On Wed, 12 Aug 2009 23:08:12 -0700, Allen Esterson wrote:
Michael Sylvester wrote:
If scientific findings represent flawless objectivity,
A curious statement if there ever was one. Is Dr. Sylvester actually
posing a counterfactual in contrast to referring to actual beliefs or
conditions? His statement seems to have more in common with
something like:
If pigs had wings
why do need replications?
One would, of course, have to be clearer by what one means by
flawless objectivity, but it appears to embody a highly deterministic
viewpoint about the nature of reality, that is, if everything that needs
to be known about a phenomenon is known AND THERE IS NO
SOURCE OF RANDOM OR SYSTEMATIC ERROR, then a
single demonstration of an outcome in the context of an experimental
design would be sufficient and the need for replication would be negligible
because under these conditions it is expected that the same result would
always be expected (recall the recent thread on whether coin-tossing
representts a real random process; when all relevant variables are controlled
and environmental conditions are kept constant, only one outcome will be
produced).
If you presuppose an erroneous premise as here, the question is redundant.

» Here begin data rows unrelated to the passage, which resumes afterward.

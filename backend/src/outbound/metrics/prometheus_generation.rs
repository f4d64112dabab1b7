//! Prometheus adapter for generation outcome counts.

use async_trait::async_trait;
use prometheus::{CounterVec, Opts, Registry};

use crate::domain::ports::{GenerationMetrics, GenerationMetricsError, GenerationOutcome};

/// Prometheus-backed generation metrics recorder.
///
/// # Exported series
///
/// - **Name**: `headshot_generations_total`
/// - **Type**: Counter
/// - **Labels**: `outcome`, one of the [`GenerationOutcome`] labels such as
///   `succeeded` or `insufficient_credits`
pub struct PrometheusGenerationMetrics {
    generations_total: CounterVec,
}

impl PrometheusGenerationMetrics {
    /// Create and register the counter with `registry`.
    ///
    /// # Errors
    ///
    /// Returns an error when a metric with the same name is already registered.
    pub fn new(registry: &Registry) -> Result<Self, prometheus::Error> {
        let generations_total = CounterVec::new(
            Opts::new(
                "headshot_generations_total",
                "Finished generation requests by outcome",
            ),
            &["outcome"],
        )?;
        registry.register(Box::new(generations_total.clone()))?;
        Ok(Self { generations_total })
    }
}

#[async_trait]
impl GenerationMetrics for PrometheusGenerationMetrics {
    async fn record(&self, outcome: GenerationOutcome) -> Result<(), GenerationMetricsError> {
        self.generations_total
            .get_metric_with_label_values(&[outcome.as_label()])
            .map_err(|err| GenerationMetricsError::export(err.to_string()))?
            .inc();
        Ok(())
    }
}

Well, it is not clear what the premise is and given Dr. Sylvester's
non-eurocentric mode of thinking about things it is not clear that the
concepts of error, truth, or meaningfulness (outside of a limited
community) are relevant. He could, however, be stating a counterfactual
in which case the truth of the premise is not the issue: start by assuming
that the premise is true and then extrapolate/deduce what follows.
If, however, Dr. Sylvester's conditional statement is actually meant to
refer to actual scientific practice, then it would be worthwhile for him
to provide cases where replications are not necessary.
Working scientists, on the other hand, might view Dr. Sylvester's statement
as either (a) bizzare because few scientific findings are based on flawless
objectivity (flawed objectivity, that is, observations are made with error and
this
is common practice [psychometrics is concerned with estimating and controlling
different types of error] because there are few situations where errors can
be forced to be zero or close to zero) or (b) the purpose of experimental design
is to identifiy all of the variables that may affect a causal relationship that
is the
focus of the experimental design and attempt to control for them or minimize
the effect of these nuisance variable on variables involved in the causal
relationship under study.
A researcher with good experimental design background will be familiar with
the threats to internal validity which would undermine one's claim that a causal
relationship exists, threats to external validity which would limit the extent
to
which the causal relationship applies, threats to statistical conclusion
validity
which would undermine whether one's analaysis of the causal relationship is
in fact statistically valid, and so on with other types of validities such as
construct validity, etc.
Scientific findings are unlike mere anecdotes where the focus is on how good
a story is and whether our cognitive heuristics readily process the story
points
(e.g., does the story match up with concepts activated by the representative
heuristics, does the availability heuristic work to activate relevant recent
event
to serve as partial support for the story, does the simulation heuristic allow
one to
construct the causal thread that connects one elements/episodes in the anecdote
into a coherent thread that holds all of the statements made in the anecdote
together?).
People may believe that what they say is true, honest, accurate, and sincere.
Of course, as research on eyewitness testimony has shown, belief in what one
thinks and the factual foundation for what one thinks are two different things.
As an exercise, I found suggest watching Akira Kurosawa's film Rashomon.
In one sense it is a police procedure like a CSI or an Land Order episode:
a crime was committed and the authorities must decide who is responsible.
The trick that Kurosawa uses is that of the unreliable narrator, that is, the
narrator in a story, play, film cannot be trusted to provide an accurate,
factual,
and honest narration (a reliable narrator obeys Grices conversational maxims
while an unreliable narrator violates them and more); see:
http://en.wikipedia.org/wiki/Unreliable_narrator
Kurosawa embeds narrations within narrations and the naive film view will easily
lose track of who is relating what (it is the woodcutter who provides the master
narration and relates what he remembers of the narration of other actors -- but
it becomes clear that he is an unreliable narrator because he does not want to
admit to the crime *HE* committed, namely, stealing a pearl handle knife that
may have been used in killing one of the main characters).